■ Your assignment ■
Among the entries below, which lines include the string "AtomicBool"? Show each one.
==*==
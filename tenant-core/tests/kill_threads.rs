//! Forced termination of tenant threads during destroy.

use std::sync::atomic::{AtomicBool, AtomicU64, Ordering};
use std::sync::Arc;
use std::time::{Duration, Instant};
use tenant_core::globals::TENANT_FLAG_THREAD_STOP_ENABLED;
use tenant_core::thread::{self, TenantJoinHandle};
use tenant_core::{
    ContainerState, DestroyOutcome, ShutdownSettings, TenantConfiguration, TenantContainer,
    TenantDeath, TenantFlags, TenantRuntime, TenantSettings, ThreadRecord,
};

fn runtime_with(shutdown: ShutdownSettings) -> TenantRuntime {
    TenantRuntime::builder()
        .flags(TenantFlags::with_thread_stop())
        .settings(TenantSettings {
            shutdown,
            ..Default::default()
        })
        .build()
        .unwrap()
}

fn fast_kill() -> ShutdownSettings {
    ShutdownSettings {
        kill_thread_interval: Duration::from_millis(1),
        ..Default::default()
    }
}

fn wait_until(what: &str, cond: impl Fn() -> bool) {
    let deadline = Instant::now() + Duration::from_secs(10);
    while !cond() {
        assert!(Instant::now() < deadline, "timed out waiting for {what}");
        std::thread::sleep(Duration::from_millis(1));
    }
}

/// Wait until `thread` has been admitted into `c`.
fn wait_admitted(c: &TenantContainer, thread: &ThreadRecord) {
    wait_until("thread to be admitted", || {
        c.spawned_threads().iter().any(|t| t.id() == thread.id())
    });
}

/// Started from inside the container, so it joins it by inheritance.
fn busy_worker(i: usize, spins: Arc<AtomicU64>) -> TenantJoinHandle<()> {
    thread::Builder::new()
        .name(format!("busy-{i}"))
        .spawn(move || {
            while thread::checkpoint().is_ok() {
                spins.fetch_add(1, Ordering::Relaxed);
                std::hint::spin_loop();
            }
        })
        .unwrap()
}

/// A worker that masks itself and stays masked until `release` is set.
fn masked_worker(
    c: &TenantContainer,
    release: &Arc<AtomicBool>,
) -> TenantJoinHandle<Result<(), TenantDeath>> {
    let release = Arc::clone(release);
    let handle = c
        .spawn("masked", move || {
            let guard = thread::mask();
            while !release.load(Ordering::SeqCst) {
                // Check points inside a masked region never fail.
                thread::checkpoint().expect("masked checkpoint");
                std::thread::sleep(Duration::from_millis(1));
            }
            guard.unmask()
        })
        .unwrap();
    let record = Arc::clone(handle.record());
    wait_until("worker to mask", || record.is_masked());
    handle
}

#[test]
fn test_busy_workers_all_terminated() {
    let rt = runtime_with(fast_kill());
    let c = rt.create(TenantConfiguration::new()).unwrap();
    let spins = Arc::new(AtomicU64::new(0));
    let workers: Vec<_> = c
        .run(|| {
            (0..10)
                .map(|i| busy_worker(i, Arc::clone(&spins)))
                .collect::<Vec<_>>()
        })
        .unwrap();

    wait_until("workers to start", || c.spawned_threads().len() == 10);
    for worker in &workers {
        assert!(c.spawned_threads().iter().any(|t| t.id() == worker.record().id()));
    }
    assert_eq!(c.destroy().unwrap(), DestroyOutcome::Destroyed);
    assert_eq!(c.state(), ContainerState::Dead);

    for worker in workers {
        assert!(worker.is_terminated());
        worker.join().unwrap();
    }
    assert!(spins.load(Ordering::Relaxed) > 0);
    assert!(rt.metrics().mark_rounds >= 1);
}

#[test]
fn test_tiny_budget_defers_to_watchdog() {
    let rt = runtime_with(ShutdownSettings {
        kill_thread_interval: Duration::from_millis(1),
        wall_clock_soft_limit: Some(Duration::from_millis(1)),
        ..Default::default()
    });
    let c = rt.create(TenantConfiguration::new()).unwrap();
    let release = Arc::new(AtomicBool::new(false));
    let workers: Vec<_> = (0..3).map(|_| masked_worker(&c, &release)).collect();

    assert_eq!(c.destroy().unwrap(), DestroyOutcome::Deferred);
    assert_eq!(c.state(), ContainerState::Dead);
    for worker in &workers {
        assert!(worker.record().is_marked_for_destroy());
        assert!(!worker.is_terminated());
    }

    release.store(true, Ordering::SeqCst);
    let report = c.join_watchdog().expect("watchdog report");
    assert_eq!(report.container_id, c.id());
    assert_eq!(report.handed_over, 3);
    for worker in workers {
        assert_eq!(worker.join().unwrap(), Err(TenantDeath));
    }
    assert_eq!(rt.metrics().watchdogs_spawned, 1);
}

#[test]
fn test_mask_defers_termination_until_unmask() {
    let rt = runtime_with(fast_kill());
    let c = rt.create(TenantConfiguration::new()).unwrap();
    let release = Arc::new(AtomicBool::new(false));
    let worker = masked_worker(&c, &release);
    let record = Arc::clone(worker.record());

    let destroyer = {
        let c = c.clone();
        std::thread::spawn(move || c.destroy().unwrap())
    };

    wait_until("mark to be requested", || record.is_marked_for_destroy());
    std::thread::sleep(Duration::from_millis(20));
    assert!(!record.is_terminated());
    assert_eq!(c.state(), ContainerState::Stopping);

    release.store(true, Ordering::SeqCst);
    assert_eq!(destroyer.join().unwrap(), DestroyOutcome::Destroyed);
    assert_eq!(worker.join().unwrap(), Err(TenantDeath));
}

#[test]
fn test_parked_threads_are_woken() {
    let rt = runtime_with(fast_kill());
    let c = rt.create(TenantConfiguration::new()).unwrap();
    let parked = c
        .spawn("parked", || -> Result<(), TenantDeath> {
            loop {
                thread::park()?;
            }
        })
        .unwrap();
    let sleeping = c
        .spawn("sleeping", || thread::sleep(Duration::from_secs(60)))
        .unwrap();

    let (p, s) = (Arc::clone(parked.record()), Arc::clone(sleeping.record()));
    wait_until("threads to block", || {
        p.run_state().is_waiting() && s.run_state().is_waiting()
    });

    let started = Instant::now();
    assert_eq!(c.destroy().unwrap(), DestroyOutcome::Destroyed);
    assert!(started.elapsed() < Duration::from_secs(30));

    assert_eq!(parked.join().unwrap(), Err(TenantDeath));
    assert_eq!(sleeping.join().unwrap(), Err(TenantDeath));
}

#[test]
fn test_blocking_syscall_interrupted() {
    let rt = runtime_with(fast_kill());
    let c = rt.create(TenantConfiguration::new()).unwrap();

    let mut fds = [0 as libc::c_int; 2];
    // SAFETY: fds has room for two descriptors.
    assert_eq!(unsafe { libc::pipe(fds.as_mut_ptr()) }, 0);
    let read_fd = fds[0];

    let reader = c
        .spawn("reader", move || -> Result<(), TenantDeath> {
            let mut buf = [0u8; 8];
            loop {
                // SAFETY: buf is valid for buf.len() bytes and read_fd stays
                // open until the reader is joined.
                let n = unsafe { libc::read(read_fd, buf.as_mut_ptr().cast(), buf.len()) };
                if n < 0 {
                    thread::checkpoint()?;
                }
            }
        })
        .unwrap();
    let record = Arc::clone(reader.record());
    wait_admitted(&c, &record);

    assert_eq!(c.destroy().unwrap(), DestroyOutcome::Destroyed);
    assert_eq!(reader.join().unwrap(), Err(TenantDeath));

    // SAFETY: both descriptors came from pipe() above.
    unsafe {
        libc::close(fds[0]);
        libc::close(fds[1]);
    }
}

#[test]
fn test_service_thread_is_terminated() {
    let rt = runtime_with(fast_kill());
    let c = rt.create(TenantConfiguration::new()).unwrap();
    let service = c
        .spawn_service("service", || -> Result<(), TenantDeath> {
            loop {
                thread::park_timeout(Duration::from_millis(5))?;
            }
        })
        .unwrap();
    let record = Arc::clone(service.record());
    wait_admitted(&c, &record);

    assert_eq!(c.destroy().unwrap(), DestroyOutcome::Destroyed);
    assert_eq!(service.join().unwrap(), Err(TenantDeath));
}

#[test]
fn test_thread_stop_disabled_leaves_threads_alone() {
    let rt = TenantRuntime::builder()
        .flags(TenantFlags::with_thread_stop().without(TENANT_FLAG_THREAD_STOP_ENABLED))
        .build()
        .unwrap();
    let c = rt.create(TenantConfiguration::new()).unwrap();
    let stop = Arc::new(AtomicBool::new(false));
    let flag = Arc::clone(&stop);
    let worker = c
        .spawn("survivor", move || -> Result<(), TenantDeath> {
            while !flag.load(Ordering::SeqCst) {
                thread::checkpoint()?;
                std::thread::sleep(Duration::from_millis(1));
            }
            Ok(())
        })
        .unwrap();
    let record = Arc::clone(worker.record());
    wait_admitted(&c, &record);

    assert_eq!(c.destroy().unwrap(), DestroyOutcome::Destroyed);
    assert!(!record.is_marked_for_destroy());

    stop.store(true, Ordering::SeqCst);
    assert_eq!(worker.join().unwrap(), Ok(()));
}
==*==
■ Solution to this task ■
use std::sync::atomic::{AtomicBool, AtomicU64, Ordering};
    release: &Arc<AtomicBool>,
    let release = Arc::new(AtomicBool::new(false));
    let release = Arc::new(AtomicBool::new(false));
    let stop = Arc::new(AtomicBool::new(false));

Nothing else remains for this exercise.